[Saved data entries]
******************************
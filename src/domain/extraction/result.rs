//! Extraction result types.

use serde::{Deserialize, Serialize};

use super::keywords::{Direction, Priority, RepeatRule, TaskStatus};
use super::query::QueryIntent;
use crate::domain::foundation::lenient::{null_as_default, optional_keyword};

/// A task the user asked to create.
#[derive(Debug, Clone, Default, PartialEq, Serialize, Deserialize)]
pub struct NewTask {
    pub title: String,
    #[serde(default)]
    pub body: Option<String>,
    #[serde(default)]
    pub created_at: Option<String>,
    /// Never sent to the store; new tasks land in the default project.
    #[serde(default)]
    pub project: Option<String>,
    #[serde(default, deserialize_with = "null_as_default")]
    pub labels: Vec<String>,
    #[serde(default, deserialize_with = "optional_keyword")]
    pub priority: Option<Priority>,
    /// ISO 8601, with or without an offset.
    #[serde(default)]
    pub deadline: Option<String>,
    #[serde(default, deserialize_with = "optional_keyword")]
    pub direction: Option<Direction>,
    #[serde(default)]
    pub source_text: Option<String>,
}

impl NewTask {
    pub fn titled(title: impl Into<String>) -> Self {
        Self {
            title: title.into(),
            ..Default::default()
        }
    }

    /// Labels to store: user labels plus the direction, lowercased and deduplicated
    /// in first-seen order.
    pub fn store_labels(&self) -> Vec<String> {
        let mut labels: Vec<String> = Vec::new();
        let candidates = self
            .labels
            .iter()
            .map(|l| l.trim().to_lowercase())
            .chain(self.direction.map(|d| d.as_str().to_string()));
        for label in candidates {
            if !label.is_empty() && !labels.contains(&label) {
                labels.push(label);
            }
        }
        labels
    }

    /// Store description: the body followed by the quoted source text.
    pub fn store_description(&self) -> Option<String> {
        let parts: Vec<String> = [
            self.body.as_deref().map(str::trim).filter(|b| !b.is_empty()).map(String::from),
            self.source_text
                .as_deref()
                .map(str::trim)
                .filter(|s| !s.is_empty())
                .map(|s| format!("Source text: {s}")),
        ]
        .into_iter()
        .flatten()
        .collect();
        (!parts.is_empty()).then(|| parts.join("\n\n"))
    }
}

/// Field changes requested for an existing task.
#[derive(Debug, Clone, Default, PartialEq, Serialize, Deserialize)]
pub struct TaskChanges {
    #[serde(default, deserialize_with = "optional_keyword")]
    pub status: Option<TaskStatus>,
    #[serde(default)]
    pub title: Option<String>,
    /// Text to append to the description, not a replacement.
    #[serde(default)]
    pub description: Option<String>,
    #[serde(default, deserialize_with = "optional_keyword")]
    pub priority: Option<Priority>,
    #[serde(default, deserialize_with = "null_as_default")]
    pub labels_add: Vec<String>,
    #[serde(default, deserialize_with = "null_as_default")]
    pub labels_remove: Vec<String>,
    #[serde(default)]
    pub assignee: Option<String>,
    #[serde(default)]
    pub deadline: Option<String>,
    /// Project name to move the task into.
    #[serde(default)]
    pub project: Option<String>,
}

fn present(value: &Option<String>) -> Option<&str> {
    value.as_deref().map(str::trim).filter(|v| !v.is_empty())
}

impl TaskChanges {
    pub fn new_title(&self) -> Option<&str> {
        present(&self.title)
    }

    pub fn appended_description(&self) -> Option<&str> {
        present(&self.description)
    }

    pub fn new_deadline(&self) -> Option<&str> {
        present(&self.deadline)
    }

    pub fn target_project(&self) -> Option<&str> {
        present(&self.project)
    }

    pub fn touches_labels(&self) -> bool {
        !self.labels_add.is_empty() || !self.labels_remove.is_empty()
    }

    /// Applies additions then removals to `current`, lowercasing added labels
    /// and keeping first-seen order without duplicates.
    pub fn merge_labels(&self, current: &[String]) -> Vec<String> {
        let removed: Vec<String> = self
            .labels_remove
            .iter()
            .map(|l| l.trim().to_lowercase())
            .filter(|l| !l.is_empty())
            .collect();
        let added = self
            .labels_add
            .iter()
            .map(|l| l.trim().to_lowercase())
            .filter(|l| !l.is_empty());

        let mut merged: Vec<String> = Vec::new();
        for label in current.iter().cloned().chain(added) {
            if removed.contains(&label.to_lowercase()) || merged.contains(&label) {
                continue;
            }
            merged.push(label);
        }
        merged
    }
}

/// A change to one or more existing tasks identified by `target`.
#[derive(Debug, Clone, Default, PartialEq, Serialize, Deserialize)]
pub struct TaskUpdate {
    /// Free text, numeric id, task URL, or "last".
    #[serde(default, deserialize_with = "null_as_default")]
    pub target: String,
    #[serde(default, deserialize_with = "null_as_default")]
    pub changes: TaskChanges,
    #[serde(default)]
    pub source_text: Option<String>,
}

/// A reminder; `at` is an absolute time, `offset` an ISO 8601 duration.
#[derive(Debug, Clone, Default, PartialEq, Serialize, Deserialize)]
pub struct Reminder {
    pub title: String,
    #[serde(default)]
    pub at: Option<String>,
    #[serde(default)]
    pub offset: Option<String>,
    #[serde(default, deserialize_with = "optional_keyword")]
    pub repeat: Option<RepeatRule>,
    #[serde(default)]
    pub source_text: Option<String>,
}

impl Reminder {
    pub fn absolute_time(&self) -> Option<&str> {
        present(&self.at)
    }
}

/// Extraction metadata.
#[derive(Debug, Clone, Default, PartialEq, Serialize, Deserialize)]
pub struct Meta {
    #[serde(default)]
    pub language: Option<String>,
    #[serde(default)]
    pub parsed_at: Option<String>,
    #[serde(default)]
    pub confidence: Option<f64>,
    /// Free-form intent objects; `{"type": "query", ...}` marks a question about tasks.
    #[serde(default, deserialize_with = "null_as_default")]
    pub intents: Vec<serde_json::Value>,
}

/// Everything extracted from one (possibly accumulated) user input.
#[derive(Debug, Clone, Default, PartialEq, Serialize, Deserialize)]
pub struct ExtractionResult {
    #[serde(default, deserialize_with = "null_as_default")]
    pub tasks_new: Vec<NewTask>,
    #[serde(default, deserialize_with = "null_as_default")]
    pub tasks_updates: Vec<TaskUpdate>,
    #[serde(default, deserialize_with = "null_as_default")]
    pub reminders: Vec<Reminder>,
    #[serde(default, deserialize_with = "null_as_default")]
    pub clarifying_questions: Vec<String>,
    #[serde(default, deserialize_with = "null_as_default")]
    pub meta: Meta,
    /// Answer to a query intent, computed after extraction.
    #[serde(skip)]
    pub query_answer: Option<String>,
}

impl ExtractionResult {
    /// True when there is at least one create, update, or reminder to apply.
    pub fn has_actions(&self) -> bool {
        !self.tasks_new.is_empty() || !self.tasks_updates.is_empty() || !self.reminders.is_empty()
    }

    pub fn answer(&self) -> Option<&str> {
        present(&self.query_answer)
    }

    /// A query-only result is terminal: it is answered and never confirmed.
    pub fn is_query_only(&self) -> bool {
        !self.has_actions() && self.answer().is_some()
    }

    /// Non-blank clarifying questions.
    pub fn open_questions(&self) -> Vec<&str> {
        self.clarifying_questions
            .iter()
            .map(|q| q.trim())
            .filter(|q| !q.is_empty())
            .collect()
    }

    pub fn needs_clarification(&self) -> bool {
        !self.open_questions().is_empty()
    }

    /// First intent whose `type` is `query`, if any.
    pub fn query_intent(&self) -> Option<QueryIntent> {
        self.meta.intents.iter().find_map(QueryIntent::from_intent)
    }
}

#[cfg(test)]
mod tests {
    use super::*;

    #[test]
    fn deserializes_minimal_model_output() {
        let result: ExtractionResult =
            serde_json::from_str(r#"{"tasks_new":[{"title":"Buy milk"}]}"#).unwrap();
        assert_eq!(result.tasks_new.len(), 1);
        assert!(result.tasks_updates.is_empty());
        assert!(result.meta.intents.is_empty());
    }

    #[test]
    fn tolerates_nulls_and_unknown_keywords() {
        let json = r#"{
            "tasks_new": [{"title": "Call Bob", "labels": null, "priority": "whenever", "direction": "to_me"}],
            "tasks_updates": null,
            "reminders": [{"title": "Call", "at": "2025-01-01T10:00:00", "repeat": "none"}],
            "clarifying_questions": null,
            "meta": null
        }"#;
        let result: ExtractionResult = serde_json::from_str(json).unwrap();
        let task = &result.tasks_new[0];
        assert!(task.labels.is_empty());
        assert_eq!(task.priority, None);
        assert_eq!(task.direction, Some(Direction::ToMe));
        assert_eq!(result.reminders[0].repeat, Some(RepeatRule::Once));
    }

    #[test]
    fn missing_title_is_rejected() {
        assert!(serde_json::from_str::<ExtractionResult>(r#"{"tasks_new":[{"body":"x"}]}"#).is_err());
    }

    #[test]
    fn query_answer_is_not_serialized() {
        let result = ExtractionResult {
            query_answer: Some("Three tasks".into()),
            ..Default::default()
        };
        let json = serde_json::to_string(&result).unwrap();
        assert!(!json.contains("Three tasks"));
    }

    #[test]
    fn store_labels_include_direction_once() {
        let task = NewTask {
            labels: vec!["Work".into(), "work".into(), " ".into(), "from_me".into()],
            direction: Some(Direction::FromMe),
            ..NewTask::titled("x")
        };
        assert_eq!(task.store_labels(), vec!["work", "from_me"]);
    }

    #[test]
    fn store_description_joins_body_and_source() {
        let task = NewTask {
            body: Some("Details".into()),
            source_text: Some("buy milk tomorrow".into()),
            ..NewTask::titled("Buy milk")
        };
        assert_eq!(
            task.store_description().as_deref(),
            Some("Details\n\nSource text: buy milk tomorrow")
        );
        assert_eq!(NewTask::titled("x").store_description(), None);
    }

    #[test]
    fn merge_labels_adds_then_removes() {
        let changes = TaskChanges {
            labels_add: vec!["Urgent".into(), "home".into()],
            labels_remove: vec!["OLD".into()],
            ..Default::default()
        };
        let merged = changes.merge_labels(&["old".into(), "home".into()]);
        assert_eq!(merged, vec!["home", "urgent"]);
    }

    #[test]
    fn query_only_requires_no_actions_and_an_answer() {
        let mut result = ExtractionResult {
            query_answer: Some("You have 2 tasks today".into()),
            ..Default::default()
        };
        assert!(result.is_query_only());

        result.tasks_new.push(NewTask::titled("x"));
        assert!(!result.is_query_only());

        let blank = ExtractionResult {
            query_answer: Some("  ".into()),
            ..Default::default()
        };
        assert!(!blank.is_query_only());
    }

    #[test]
    fn blank_questions_do_not_need_clarification() {
        let result = ExtractionResult {
            clarifying_questions: vec!["".into(), "  ".into()],
            ..Default::default()
        };
        assert!(!result.needs_clarification());
    }
}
******************************
Search the entries for the word "home", then gather every line that has it.

            labels_add: vec!["Urgent".into(), "home".into()],
        let merged = changes.merge_labels(&["old".into(), "home".into()]);
        assert_eq!(merged, vec!["home", "urgent"]);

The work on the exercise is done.